The sandy Camel estuary between Rock and Padstow was looking stunning in the sunshine of the late April morning. And the water was as clear as I have ever seen, no doubt due to the virtual absence of rain over the last month, and helped by the fact that the sea life hasn’t ‘got going’ yet. The plankton bloom is yet to kick off, resulting in increased cloudiness known as ‘ May Water’ (or so I have been told).

Having said that, the plankton IS already evident on the south Cornwall coast and a couple of Basking Sharks have  been sighted in the Falmouth area hoovering it all up.

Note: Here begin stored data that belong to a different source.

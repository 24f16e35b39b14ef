//! Static metadata table resolved once at startup.

use std::{
    collections::HashMap,
    path::{Path, PathBuf},
};

use thiserror::Error;

use crate::domain::metadata::MetadataRecord;

/// Identifier whose record stands in for every unknown page.
pub const DEFAULT_FALLBACK_MARKER: &str = "default";

/// Errors raised while building the metadata table. All of them are fatal at startup.
#[derive(Debug, Error)]
pub enum MetadataError {
    #[error("failed to read metadata file `{path}`: {source}")]
    Io {
        path: PathBuf,
        #[source]
        source: std::io::Error,
    },
    #[error("metadata file `{path}` is not a valid identifier map: {source}")]
    Parse {
        path: PathBuf,
        #[source]
        source: serde_json::Error,
    },
    #[error("metadata table has no fallback record under `{marker}`")]
    MissingFallback { marker: String },
}

/// Result of resolving a requested identifier against the table.
#[derive(Debug, Clone, Copy, PartialEq, Eq)]
pub struct ResolvedMetadata<'a> {
    /// The requested identifier when known, otherwise the fallback marker.
    pub identifier: &'a str,
    pub record: &'a MetadataRecord,
}

impl ResolvedMetadata<'_> {
    pub fn is_fallback(&self, table: &MetadataTable) -> bool {
        self.identifier == table.fallback_marker
    }
}

/// Read-only mapping from content identifier to card metadata.
#[derive(Debug, Clone)]
pub struct MetadataTable {
    entries: HashMap<String, MetadataRecord>,
    fallback_marker: String,
}

impl MetadataTable {
    /// Build a table, normalizing every record and checking the fallback exists.
    pub fn from_entries(
        entries: HashMap<String, MetadataRecord>,
        fallback_marker: impl Into<String>,
    ) -> Result<Self, MetadataError> {
        let fallback_marker = fallback_marker.into();
        let entries: HashMap<String, MetadataRecord> = entries
            .into_iter()
            .map(|(identifier, record)| (identifier, record.normalized()))
            .collect();

        if !entries.contains_key(&fallback_marker) {
            return Err(MetadataError::MissingFallback {
                marker: fallback_marker,
            });
        }

        Ok(Self {
            entries,
            fallback_marker,
        })
    }

    /// Parse a JSON object of `identifier -> {title, description}`.
    pub fn from_json(
        source: &str,
        origin: &Path,
        fallback_marker: impl Into<String>,
    ) -> Result<Self, MetadataError> {
        let entries: HashMap<String, MetadataRecord> =
            serde_json::from_str(source).map_err(|source| MetadataError::Parse {
                path: origin.to_path_buf(),
                source,
            })?;
        Self::from_entries(entries, fallback_marker)
    }

    /// Load the build-time metadata artifact from disk.
    pub fn load(path: &Path, fallback_marker: impl Into<String>) -> Result<Self, MetadataError> {
        let source = std::fs::read_to_string(path).map_err(|source| MetadataError::Io {
            path: path.to_path_buf(),
            source,
        })?;
        Self::from_json(&source, path, fallback_marker)
    }

    /// Resolve `identifier`, falling back to the designated default record.
    pub fn resolve<'a>(&'a self, identifier: &'a str) -> ResolvedMetadata<'a> {
        match self.entries.get(identifier) {
            Some(record) => ResolvedMetadata { identifier, record },
            None => ResolvedMetadata {
                identifier: self.fallback_marker.as_str(),
                record: &self.entries[&self.fallback_marker],
            },
        }
    }

    pub fn fallback_marker(&self) -> &str {
        &self.fallback_marker
    }

    /// All identifiers in the table, fallback included, in sorted order.
    pub fn identifiers(&self) -> Vec<&str> {
        let mut identifiers: Vec<&str> = self.entries.keys().map(String::as_str).collect();
        identifiers.sort_unstable();
        identifiers
    }
}
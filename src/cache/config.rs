//! Artifact store configuration.
//!
//! Controls the in-memory store capacity via `ogcache.toml`. The artifact lifetime lives in
//! `StoreSettings::ttl` and is handed to the generate pipeline directly.

use std::num::NonZeroUsize;

use serde::Deserialize;

const DEFAULT_MEMORY_LIMIT: usize = 512;
pub(crate) const DEFAULT_ARTIFACT_TTL_SECS: u64 = 60 * 60 * 24 * 365;

/// Artifact store configuration from `ogcache.toml`.
#[derive(Debug, Clone, Deserialize)]
#[serde(default)]
pub struct CacheConfig {
    /// Maximum artifacts held by the in-memory store.
    pub memory_limit: usize,
}

impl Default for CacheConfig {
    fn default() -> Self {
        Self {
            memory_limit: DEFAULT_MEMORY_LIMIT,
        }
    }
}

impl From<&crate::config::StoreSettings> for CacheConfig {
    fn from(settings: &crate::config::StoreSettings) -> Self {
        Self {
            memory_limit: settings.memory_limit.get(),
        }
    }
}

impl CacheConfig {
    /// Returns the memory limit as NonZeroUsize, clamping to 1 if zero.
    pub fn memory_limit_non_zero(&self) -> NonZeroUsize {
        NonZeroUsize::new(self.memory_limit).unwrap_or(NonZeroUsize::MIN)
    }
}
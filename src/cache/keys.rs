//! Cache key derivation.
//!
//! A key binds a resolved identifier to a fingerprint of the metadata that produced the
//! artifact, so editing a page's metadata yields a fresh key without explicit invalidation.

use std::fmt;

use crate::domain::metadata::MetadataRecord;

const FINGERPRINT_SEED: u32 = 0x811c_9dc5;
const FINGERPRINT_PRIME: u32 = 0x0100_0193;

/// Opaque `{identifier}:{fingerprint}` key addressing an artifact in the store.
#[derive(Debug, Clone, PartialEq, Eq, Hash)]
pub struct CacheKey(String);

impl CacheKey {
    /// Join a resolved identifier and a fingerprint. No escaping is applied.
    pub fn new(resolved_identifier: &str, fingerprint: &str) -> Self {
        Self(format!("{resolved_identifier}:{fingerprint}"))
    }

    /// Build the key for a resolved identifier and its record.
    pub fn for_record(resolved_identifier: &str, record: &MetadataRecord) -> Self {
        Self::new(resolved_identifier, &fingerprint(record))
    }

    pub fn as_str(&self) -> &str {
        &self.0
    }
}

impl fmt::Display for CacheKey {
    fn fmt(&self, f: &mut fmt::Formatter<'_>) -> fmt::Result {
        f.write_str(&self.0)
    }
}

/// 32-bit FNV-1a over raw bytes.
///
/// The multiply is the same as `h + (h<<1) + (h<<4) + (h<<7) + (h<<8) + (h<<24)`.
pub fn hash_bytes(bytes: &[u8]) -> u32 {
    bytes.iter().fold(FINGERPRINT_SEED, |hash, byte| {
        (hash ^ u32::from(*byte)).wrapping_mul(FINGERPRINT_PRIME)
    })
}

/// Eight lowercase hex digits identifying the record's canonical content.
pub fn fingerprint(record: &MetadataRecord) -> String {
    format!("{:08x}", hash_bytes(record.canonical_json().as_bytes()))
}
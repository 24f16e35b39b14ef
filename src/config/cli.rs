use std::path::PathBuf;

use clap::{Args, Parser, Subcommand, ValueHint, builder::BoolishValueParser};

/// Command-line arguments for the ogcache binary.
#[derive(Debug, Parser)]
#[command(name = "ogcache", version, about = "Open Graph image cache")]
pub struct CliArgs {
    /// Optional path to a configuration file.
    #[arg(long = "config-file", env = "OGCACHE_CONFIG_FILE", value_name = "PATH")]
    pub config_file: Option<PathBuf>,

    #[command(subcommand)]
    pub command: Option<Command>,
}

#[derive(Debug, Subcommand, Clone)]
pub enum Command {
    /// Run the OG image HTTP service.
    Serve(Box<ServeArgs>),
    /// Generate (or fetch from the store) one card and write it to a file.
    Render(RenderArgs),
    /// Populate the artifact store for every known identifier.
    Warm(WarmArgs),
}

#[derive(Debug, Args, Default, Clone)]
pub struct ServeArgs {
    #[command(flatten)]
    pub overrides: ServeOverrides,
}

#[derive(Debug, Args, Clone)]
pub struct RenderArgs {
    #[command(flatten)]
    pub overrides: PipelineOverrides,

    /// Content identifier (page path) to render.
    #[arg(value_name = "IDENTIFIER")]
    pub identifier: String,

    /// File the image bytes are written to.
    #[arg(value_name = "OUTPUT", value_hint = ValueHint::FilePath)]
    pub output: PathBuf,
}

#[derive(Debug, Args, Clone)]
pub struct WarmArgs {
    #[command(flatten)]
    pub overrides: PipelineOverrides,

    /// Maximum number of concurrent render tasks.
    #[arg(long, default_value_t = 4, value_parser = clap::value_parser!(usize))]
    pub concurrency: usize,
}

/// Overrides shared by every command that runs the generate pipeline.
#[derive(Debug, Args, Default, Clone)]
pub struct PipelineOverrides {
    /// Override the metadata table path.
    #[arg(long = "metadata-path", value_name = "PATH", value_hint = ValueHint::FilePath)]
    pub metadata_path: Option<PathBuf>,

    /// Override the renderer executable.
    #[arg(long = "render-program", value_name = "PATH")]
    pub render_program: Option<PathBuf>,

    /// Override the site title drawn on every card.
    #[arg(long = "render-brand", value_name = "TEXT")]
    pub render_brand: Option<String>,

    /// Override the artifact store backend (memory|filesystem).
    #[arg(long = "store-backend", value_name = "BACKEND")]
    pub store_backend: Option<String>,

    /// Override the filesystem store directory.
    #[arg(long = "store-directory", value_name = "PATH")]
    pub store_directory: Option<PathBuf>,
}

#[derive(Debug, Args, Default, Clone)]
pub struct ServeOverrides {
    #[command(flatten)]
    pub pipeline: PipelineOverrides,

    /// Override the listener host.
    #[arg(long = "server-host", value_name = "HOST")]
    pub server_host: Option<String>,

    /// Override the listener port.
    #[arg(long = "server-port", value_name = "PORT")]
    pub server_port: Option<u16>,

    /// Override the route serving OG images.
    #[arg(long = "server-route", value_name = "PATH")]
    pub server_route: Option<String>,

    /// Override the base log level (trace|debug|info|warn|error).
    #[arg(long = "log-level", value_name = "LEVEL")]
    pub log_level: Option<String>,

    /// Toggle JSON logging.
    #[arg(
        long = "log-json",
        value_name = "BOOL",
        value_parser = BoolishValueParser::new()
    )]
    pub log_json: Option<bool>,

    /// Override the client-facing Cache-Control max-age.
    #[arg(long = "response-max-age-seconds", value_name = "SECONDS")]
    pub response_max_age_seconds: Option<u64>,
}
//! Artifact cache: key derivation and storage.
//!
//! - **Keys**: `{identifier}:{fingerprint}` where the fingerprint covers the page metadata
//! - **Store**: the `ArtifactStore` capability plus an in-memory LRU implementation
//!
//! ## Configuration
//!
//! Store behavior is controlled via `ogcache.toml`:
//!
//! ```toml
//! [store]
//! backend = "filesystem"
//! directory = "og-cache"
//! ttl_seconds = 31536000
//! ```

mod config;
mod keys;
mod lock;
mod store;

pub use config::CacheConfig;
pub(crate) use config::DEFAULT_ARTIFACT_TTL_SECS;
pub use keys::{CacheKey, fingerprint, hash_bytes};
pub use store::{ArtifactStore, MemoryArtifactStore, StoreError};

The two mile paddle to the mouth of the Camel estuary was a treat. It is over a shallow sandy bottom so the sea look positively Caribbean. The shoreline was dotted with early morning dog-walkers and their rampaging pets. Migrating shorebirds such as Whimbrels have a tough time finding a secluded beach on which to gather themselves for their onward journey, as every available patch of sand seems to come with a marauding dog.

IMG_2691
Whimbrel

This is the Whimbrel time of year. Whimbrels have the tremendous (if a bit unimaginative) old name of ‘Seven Whistler.’ Its characteristic piping call consisting of seven identical notes is one of the sounds of Spring on the open coast. There is a doomladen old saying which relates to the call of Whimbrel migrating overhead in the dark. It describes the ‘six birds of fate’ which fly about at night seeking their lost companion. When all seven are united, according to the story, the world will end.

Why can’t the ending describe them all being thrilled to get together again and going off for an all-night party?

Daymer Bay was absolute glass which made gliding over the turquoise water even more of a thrill.

IMG_1779_01
Daymer Bay

It was marginally less smooth after I had crossed the Doom Bar and passed into the open sea around Stepper Point. I couldn’t resist a photo of the moon behind the chimney at the point. I made directly for Gulland rock a couple of miles offshore towards Trevose Head.

IMG_1783
Stepper point

My intention was to slingshot around the island of Gulland Rock and then paddle north around the back of Newlands Rock and then on around ‘the Mouls’, before returning back past Rumps point and Pentire Head to Polzeath Bay.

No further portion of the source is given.